32.Thermodynamic System (Thermodynamic system)
A specific range of matter or space selected as the subject of analysis in thermodynamics. It is commonly abbreviated as the thermodynamic system or simply "system" in certain contexts. Matter or space outside of the thermodynamic system is collectively referred to as the environment (or surroundings). The environment is defined only in relation to the system, and a part of the environment can also be separated out to form another thermodynamic system.

33.Thermodynamic Cycle (Thermodynamic cycle)
A closed thermodynamic process in which the working substance starts from one thermodynamic state, undergoes a series of changes, and eventually returns to its original thermodynamic state.

34.Positive Cycle
A thermodynamic cycle is called a positive cycle if its net work is positive. In other words, if the cycle's overall effect is to absorb heat from the heat source and do work externally, it is referred to as a positive cycle.

35.Negative Cycle
A thermodynamic cycle is called a negative cycle if its net work is negative. In other words, if the cycle's overall effect is to consume external work and release heat to the heat source, it is referred to as a negative cycle.

36.Reversible Cycle
If all the processes forming the cycle are reversible, it is called a reversible cycle.

37.Irreversible Cycle
If any of the processes forming the cycle are irreversible, it is called an irreversible cycle.
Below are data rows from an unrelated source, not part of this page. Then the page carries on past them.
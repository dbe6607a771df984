// Copyright (c) 2025 Felix Kahle.
//
// Permission is hereby granted, free of charge, to any person obtaining
// a copy of this software and associated documentation files (the
// "Software"), to deal in the Software without restriction, including
// without limitation the rights to use, copy, modify, merge, publish,
// distribute, sublicense, and/or sell copies of the Software, and to
// permit persons to whom the Software is furnished to do so, subject to
// the following conditions:
//
// The above copyright notice and this permission notice shall be
// included in all copies or substantial portions of the Software.
//
// THE SOFTWARE IS PROVIDED "AS IS", WITHOUT WARRANTY OF ANY KIND,
// EXPRESS OR IMPLIED, INCLUDING BUT NOT LIMITED TO THE WARRANTIES OF
// MERCHANTABILITY, FITNESS FOR A PARTICULAR PURPOSE AND
// NONINFRINGEMENT. IN NO EVENT SHALL THE AUTHORS OR COPYRIGHT HOLDERS BE
// LIABLE FOR ANY CLAIM, DAMAGES OR OTHER LIABILITY, WHETHER IN AN ACTION
// OF CONTRACT, TORT OR OTHERWISE, ARISING FROM, OUT OF OR IN CONNECTION
// WITH THE SOFTWARE OR THE USE OR OTHER DEALINGS IN THE SOFTWARE.

//! Integer powers, roots, logarithms, divisors and factorials, and sign
//! transfer.
//!
//! Every result is exact or fails with a saturated fallback. Exponents, root
//! indices and logarithm bases are `i32` counts, like shift amounts. Root and
//! logarithm round toward zero.

use crate::env::HostRepr;
use crate::error::{ErrorKind, NumError, SaturateExt};
use crate::float::bits::IeeeFloat;
use crate::float::classify::is_nan;
use crate::float::value::nan;
use crate::num::ops::kernel;
use crate::num::types::{Integer, SignedInteger};
use num_traits::NumCast;

type Checked<T> = Result<T, NumError<T>>;

#[inline(always)]
fn invalid<T: Integer>() -> Checked<T> {
    Err(NumError::new(ErrorKind::InvalidInput, T::ZERO))
}

/// `v` raised to the power `n`.
///
/// # Errors
///
/// Negative `n` fails with [`ErrorKind::InvalidInput`] and fallback `0`. A
/// power outside the host range saturates toward its sign.
///
/// # Examples
///
/// ```rust
/// # use flightnum_core::math::imath::try_pow;
/// assert_eq!(try_pow(3u32, 4), Ok(81));
/// assert_eq!(try_pow(-3i16, 3), Ok(-27));
/// assert_eq!(try_pow(7u8, 0), Ok(1));
/// assert_eq!(try_pow(2i8, 7).unwrap_err().saturated(), 127);
/// ```
pub fn try_pow<T: Integer>(v: T, n: i32) -> Checked<T> {
    if n < 0 {
        return invalid();
    }
    if n == 0 {
        return Ok(T::PLUS_ONE);
    }
    if v == T::ZERO || v == T::PLUS_ONE {
        return Ok(v);
    }
    if v < T::ZERO && v + T::PLUS_ONE == T::ZERO {
        return Ok(if n % 2 == 0 { T::PLUS_ONE } else { v });
    }
    // An intermediate can leave the range with the opposite sign.
    let out_of_range = |_| {
        if v < T::ZERO && n % 2 == 1 {
            NumError::new(ErrorKind::Underflow, kernel::repr_min::<HostRepr, T>())
        } else {
            NumError::new(ErrorKind::Overflow, T::MAX)
        }
    };
    // |v| >= 2 leaves the range within `T::BITS` steps.
    let mut acc = v;
    for _ in 1..n {
        acc = kernel::try_mul::<HostRepr, T>(acc, v).map_err(out_of_range)?;
    }
    Ok(acc)
}

/// Largest `r >= 0` with `r^n <= v`.
///
/// # Errors
///
/// Negative `v` or `n < 1` fails with [`ErrorKind::InvalidInput`] and
/// fallback `0`.
///
/// # Examples
///
/// ```rust
/// # use flightnum_core::math::imath::try_root;
/// assert_eq!(try_root(27u32, 3), Ok(3));
/// assert_eq!(try_root(26u32, 3), Ok(2));
/// assert_eq!(try_root(u64::MAX, 2), Ok(u32::MAX as u64));
/// ```
pub fn try_root<T: Integer>(v: T, n: i32) -> Checked<T> {
    if n < 1 || v < T::ZERO {
        return invalid();
    }
    if n == 1 || v <= T::PLUS_ONE {
        return Ok(v);
    }
    if n as u32 >= T::BITS {
        return Ok(T::PLUS_ONE);
    }
    // Invariant: lo^n <= v < (hi + 1)^n.
    let two = T::PLUS_ONE + T::PLUS_ONE;
    let (mut lo, mut hi) = (T::PLUS_ONE, v);
    while lo < hi {
        let mid = hi - (hi - lo) / two;
        match try_pow(mid, n) {
            Ok(p) if p <= v => lo = mid,
            _ => hi = mid - T::PLUS_ONE,
        }
    }
    Ok(lo)
}

/// Largest `k` with `base^k <= v`.
///
/// # Errors
///
/// `v < 1` or `base < 2` fails with [`ErrorKind::InvalidInput`] and
/// fallback `0`.
///
/// # Examples
///
/// ```rust
/// # use flightnum_core::math::imath::try_log;
/// assert_eq!(try_log(1000u32, 10), Ok(3));
/// assert_eq!(try_log(999u32, 10), Ok(2));
/// assert_eq!(try_log(200u8, 1000), Ok(0));
/// ```
pub fn try_log<T: Integer>(v: T, base: i32) -> Checked<T> {
    if v < T::PLUS_ONE || base < 2 {
        return invalid();
    }
    let Some(b) = <T as NumCast>::from(base) else {
        // The base is above every value of `T`.
        return Ok(T::ZERO);
    };
    let (mut rest, mut k) = (v, T::ZERO);
    while rest >= b {
        rest = rest / b;
        k = k + T::PLUS_ONE;
    }
    Ok(k)
}

/// Greatest common divisor of `|a|` and `|b|`; `gcd(0, 0)` is `0`.
///
/// # Errors
///
/// A divisor of `|T::MIN|` under two's complement is not representable and
/// saturates to `T::MAX`.
///
/// # Examples
///
/// ```rust
/// # use flightnum_core::math::imath::try_gcd;
/// assert_eq!(try_gcd(12i32, -18), Ok(6));
/// assert_eq!(try_gcd(0u16, 7), Ok(7));
/// ```
pub fn try_gcd<T: Integer>(a: T, b: T) -> Checked<T> {
    let (mut a, mut b) = (a, b);
    while b != T::ZERO {
        let r = kernel::try_rem::<HostRepr, T>(a, b)?;
        a = b;
        b = r;
    }
    if a < T::ZERO {
        kernel::try_sub::<HostRepr, T>(T::ZERO, a)
    } else {
        Ok(a)
    }
}

/// Least common multiple of `|a|` and `|b|`; `0` if either is `0`.
///
/// # Errors
///
/// A multiple above `T::MAX` fails with [`ErrorKind::Overflow`] and
/// fallback `T::MAX`.
pub fn try_lcm<T: Integer>(a: T, b: T) -> Checked<T> {
    if a == T::ZERO || b == T::ZERO {
        return Ok(T::ZERO);
    }
    let overflow = |_| NumError::new(ErrorKind::Overflow, T::MAX);
    let g = try_gcd(a, b).map_err(overflow)?;
    let m = kernel::try_mul::<HostRepr, T>(a / g, b).map_err(overflow)?;
    if m < T::ZERO {
        kernel::try_sub::<HostRepr, T>(T::ZERO, m).map_err(overflow)
    } else {
        Ok(m)
    }
}

/// `v!`.
///
/// # Errors
///
/// Negative `v` fails with [`ErrorKind::InvalidInput`] and fallback `0`;
/// overflow saturates to `T::MAX`.
///
/// # Examples
///
/// ```rust
/// # use flightnum_core::math::imath::try_fact;
/// assert_eq!(try_fact(5i8), Ok(120));
/// assert_eq!(try_fact(0u8), Ok(1));
/// assert_eq!(try_fact(6i8).unwrap_err().saturated(), 127);
/// ```
pub fn try_fact<T: Integer>(v: T) -> Checked<T> {
    if v < T::ZERO {
        return invalid();
    }
    let mut acc = T::PLUS_ONE;
    let mut i = T::PLUS_ONE;
    while i < v {
        i = i + T::PLUS_ONE;
        acc = kernel::try_mul::<HostRepr, T>(acc, i)?;
    }
    Ok(acc)
}

/// `|mag|` carrying the sign of `sign`; a zero `sign` counts as positive.
///
/// # Errors
///
/// `|T::MIN|` under two's complement saturates to `T::MAX`.
pub fn try_apply_sign<T: SignedInteger>(mag: T, sign: T) -> Checked<T> {
    if sign >= T::ZERO {
        kernel::try_abs::<HostRepr, T>(mag)
    } else if mag < T::ZERO {
        Ok(mag)
    } else {
        kernel::try_neg::<HostRepr, T>(mag)
    }
}

/// `|mag|` carrying the sign bit of `sign`, so `-0.0` counts as negative.
///
/// # Errors
///
/// A NaN operand yields [`ErrorKind::NotANumber`] with a NaN fallback.
pub fn try_apply_sign_float<F: IeeeFloat>(mag: F, sign: F) -> Checked<F> {
    if is_nan(mag) || is_nan(sign) {
        return Err(NumError::new(ErrorKind::NotANumber, nan()));
    }
    let abs = mag.abs();
    Ok(if sign.is_sign_negative() { -abs } else { abs })
}

macro_rules! imath_suffix_fns {
    ($($t:ident)*) => {$(
        paste::paste! {
            #[doc = "`v` to the power `n` on `" $t "`; negative `n` yields `0` and raises `err`."]
            #[inline]
            pub fn [<pow_ $t>](v: $t, n: i32, err: Option<&mut bool>) -> $t {
                try_pow(v, n).saturate(err)
            }

            #[doc = "Integer `n`th root of a `" $t "`, rounded down."]
            #[inline]
            pub fn [<root_ $t>](v: $t, n: i32, err: Option<&mut bool>) -> $t {
                try_root(v, n).saturate(err)
            }

            #[doc = "Integer logarithm of a `" $t "` to `base`, rounded down."]
            #[inline]
            pub fn [<log_ $t>](v: $t, base: i32, err: Option<&mut bool>) -> $t {
                try_log(v, base).saturate(err)
            }

            #[doc = "Greatest common divisor of two `" $t "` values."]
            #[inline]
            pub fn [<gcd_ $t>](a: $t, b: $t, err: Option<&mut bool>) -> $t {
                try_gcd(a, b).saturate(err)
            }

            #[doc = "Least common multiple of two `" $t "` values."]
            #[inline]
            pub fn [<lcm_ $t>](a: $t, b: $t, err: Option<&mut bool>) -> $t {
                try_lcm(a, b).saturate(err)
            }

            #[doc = "Factorial of a `" $t "`."]
            #[inline]
            pub fn [<fact_ $t>](v: $t, err: Option<&mut bool>) -> $t {
                try_fact(v).saturate(err)
            }
        }
    )*};
}

macro_rules! apply_sign_suffix_fns {
    ($($t:ident)*) => {$(
        paste::paste! {
            #[doc = "Magnitude of `mag` with the sign of `sign`, on `" $t "`."]
            #[inline]
            pub fn [<apply_sign_ $t>](mag: $t, sign: $t, err: Option<&mut bool>) -> $t {
                try_apply_sign(mag, sign).saturate(err)
            }
        }
    )*};
}

imath_suffix_fns!(i8 i16 i32 i64 u8 u16 u32 u64);
apply_sign_suffix_fns!(i8 i16 i32 i64);

/// Magnitude of `mag` with the sign of `sign`, on `f32`.
#[inline]
pub fn apply_sign_f(mag: f32, sign: f32, err: Option<&mut bool>) -> f32 {
    try_apply_sign_float(mag, sign).saturate(err)
}

/// Magnitude of `mag` with the sign of `sign`, on `f64`.
#[inline]
pub fn apply_sign_d(mag: f64, sign: f64, err: Option<&mut bool>) -> f64 {
    try_apply_sign_float(mag, sign).saturate(err)
}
38.Zeroth Law of Thermodynamics
A law in thermodynamics that establishes the concept of temperature based on the thermal equilibrium of thermodynamic systems. It is typically stated as: If two systems are each in thermal equilibrium with a third system, then these two systems must also be in thermal equilibrium with each other. This fact was first formulated by C. Maxwell as an empirical law after the establishment of the first law of thermodynamics, so it is called the zeroth law of thermodynamics. The zeroth law indicates that every system has a macroscopic property—temperature—that measures whether it is in thermal equilibrium with other systems. Temperature is solely dependent on the system's state and is a state parameter. The zeroth law allows for the construction of thermometers.

39.First Law of Thermodynamics
One of the fundamental laws of thermodynamics, it is a form of the energy conservation principle. It states: Energy can be transferred between a thermodynamic system and its surroundings, and it can be converted between different forms of energy. During this transfer and conversion, the total energy remains constant, neither increasing nor decreasing. Another statement is: The first kind of perpetual motion machine, which operates without consuming energy, is impossible to achieve. It generalizes the concept of energy in mechanics by linking thermal energy, internal energy, mechanical energy, and other forms of energy.
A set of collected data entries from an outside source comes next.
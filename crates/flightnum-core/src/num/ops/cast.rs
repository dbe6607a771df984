// Copyright (c) 2025 Felix Kahle.
//
// Permission is hereby granted, free of charge, to any person obtaining
// a copy of this software and associated documentation files (the
// "Software"), to deal in the Software without restriction, including
// without limitation the rights to use, copy, modify, merge, publish,
// distribute, sublicense, and/or sell copies of the Software, and to
// permit persons to whom the Software is furnished to do so, subject to
// the following conditions:
//
// The above copyright notice and this permission notice shall be
// included in all copies or substantial portions of the Software.
//
// THE SOFTWARE IS PROVIDED "AS IS", WITHOUT WARRANTY OF ANY KIND,
// EXPRESS OR IMPLIED, INCLUDING BUT NOT LIMITED TO THE WARRANTIES OF
// MERCHANTABILITY, FITNESS FOR A PARTICULAR PURPOSE AND
// NONINFRINGEMENT. IN NO EVENT SHALL THE AUTHORS OR COPYRIGHT HOLDERS BE
// LIABLE FOR ANY CLAIM, DAMAGES OR OTHER LIABILITY, WHETHER IN AN ACTION
// OF CONTRACT, TORT OR OTHERWISE, ARISING FROM, OUT OF OR IN CONNECTION
// WITH THE SOFTWARE OR THE USE OR OTHER DEALINGS IN THE SOFTWARE.

//! Bound-checked conversions between the exact-width integer types.
//!
//! The source is widened to [`MaxWidth`](crate::num::types::MaxWidth) and
//! compared against the destination bounds before narrowing, so no
//! conversion relies on implicit sign or width changes.

use crate::env::{HostRepr, SignRepr};
use crate::error::{ErrorKind, NumError, SaturateExt};
use crate::num::ops::kernel::repr_min;
use crate::num::types::Integer;

/// Converts `v` to `U`, saturating to the destination bounds under `R`.
///
/// # Examples
///
/// ```rust
/// # use flightnum_core::env::{OnesComplement, TwosComplement};
/// # use flightnum_core::num::ops::cast::try_cast;
/// assert_eq!(try_cast::<TwosComplement, i64, i8>(-5), Ok(-5));
/// assert_eq!(try_cast::<TwosComplement, i64, i8>(300).unwrap_err().saturated(), 127);
/// assert_eq!(try_cast::<OnesComplement, i64, i8>(-300).unwrap_err().saturated(), -127);
/// ```
#[inline]
pub fn try_cast<R: SignRepr, T: Integer, U: Integer>(v: T) -> Result<U, NumError<U>> {
    let wide = v.to_max_width();
    let lo = repr_min::<R, U>();
    if wide < lo.to_max_width() {
        Err(NumError::new(ErrorKind::Underflow, lo))
    } else if wide > U::MAX.to_max_width() {
        Err(NumError::new(ErrorKind::Overflow, U::MAX))
    } else {
        Ok(U::from_max_width(wide))
    }
}

/// Checked conversion into another exact-width integer type.
///
/// # Examples
///
/// ```rust
/// # use flightnum_core::num::ops::cast::CheckedCastVal;
/// let v: Result<u16, _> = (-1i32).checked_cast_val();
/// assert_eq!(v.unwrap_err().saturated(), 0);
/// assert_eq!(u64::MAX.checked_cast_val::<i64>().unwrap_err().saturated(), i64::MAX);
/// ```
pub trait CheckedCastVal: Integer {
    /// Converts `self` to `U` on the host representation.
    #[inline(always)]
    fn checked_cast_val<U: Integer>(self) -> Result<U, NumError<U>> {
        try_cast::<HostRepr, Self, U>(self)
    }

    /// Converts `self` to `U`, saturating and raising `err` when out of range.
    #[inline(always)]
    fn saturating_cast_val<U: Integer>(self, err: Option<&mut bool>) -> U {
        self.checked_cast_val::<U>().saturate(err)
    }
}

impl<T: Integer> CheckedCastVal for T {}

macro_rules! cast_suffix_fns {
    ($dst:ident: $($src:ident)*) => {
        paste::paste! {$(
            #[doc = "Converts `" $src "` to `" $dst "`, saturating out-of-range values."]
            #[inline]
            pub fn [<cast_ $dst _from_ $src>](v: $src, err: Option<&mut bool>) -> $dst {
                v.saturating_cast_val::<$dst>(err)
            }
        )*}
    };
}

cast_suffix_fns!(i8: i16 i32 i64 u8 u16 u32 u64);
cast_suffix_fns!(i16: i8 i32 i64 u8 u16 u32 u64);
cast_suffix_fns!(i32: i8 i16 i64 u8 u16 u32 u64);
cast_suffix_fns!(i64: i8 i16 i32 u8 u16 u32 u64);
cast_suffix_fns!(u8: i8 i16 i32 i64 u16 u32 u64);
cast_suffix_fns!(u16: i8 i16 i32 i64 u8 u32 u64);
cast_suffix_fns!(u32: i8 i16 i32 i64 u8 u16 u64);
cast_suffix_fns!(u64: i8 i16 i32 i64 u8 u16 u32);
40.Second Law of Thermodynamics
One of the fundamental laws of thermodynamics, typically stated as: Heat can spontaneously flow from a hotter object to a cooler one, but it cannot spontaneously flow from a cooler object to a hotter one. It can also be expressed as: The friction between two objects results in the conversion of work into heat, but this frictional heat cannot be converted back into work, without causing other effects. The second law of thermodynamics is an important complement to the first law of thermodynamics.